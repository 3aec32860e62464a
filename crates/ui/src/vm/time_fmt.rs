use chrono::NaiveDateTime;
use interview_core::model::SessionStats;

/// Remaining seconds below which the countdown is shown as urgent.
pub const URGENT_BELOW_SECS: u32 = 30;

/// `m:ss`, e.g. `3:00` or `0:07`.
#[must_use]
pub fn format_clock(seconds: u32) -> String {
    let minutes = seconds / 60;
    let remainder = seconds % 60;
    format!("{minutes}:{remainder:02}")
}

#[must_use]
pub fn is_urgent(seconds: u32) -> bool {
    seconds < URGENT_BELOW_SECS
}

#[must_use]
pub fn format_datetime(value: NaiveDateTime) -> String {
    value.format("%b %-d, %Y %H:%M").to_string()
}

/// Server start time for display; the raw value when it cannot be parsed.
#[must_use]
pub fn format_created_at(stats: &SessionStats) -> String {
    stats
        .created_at_local()
        .map_or_else(|| stats.created_at.clone(), format_datetime)
}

### [Aim of the exercise]
Nothing but the lines holding the word "SessionStats" should be returned from the listing above.

### [Response to the task]
use interview_core::model::SessionStats;
pub fn format_created_at(stats: &SessionStats) -> String {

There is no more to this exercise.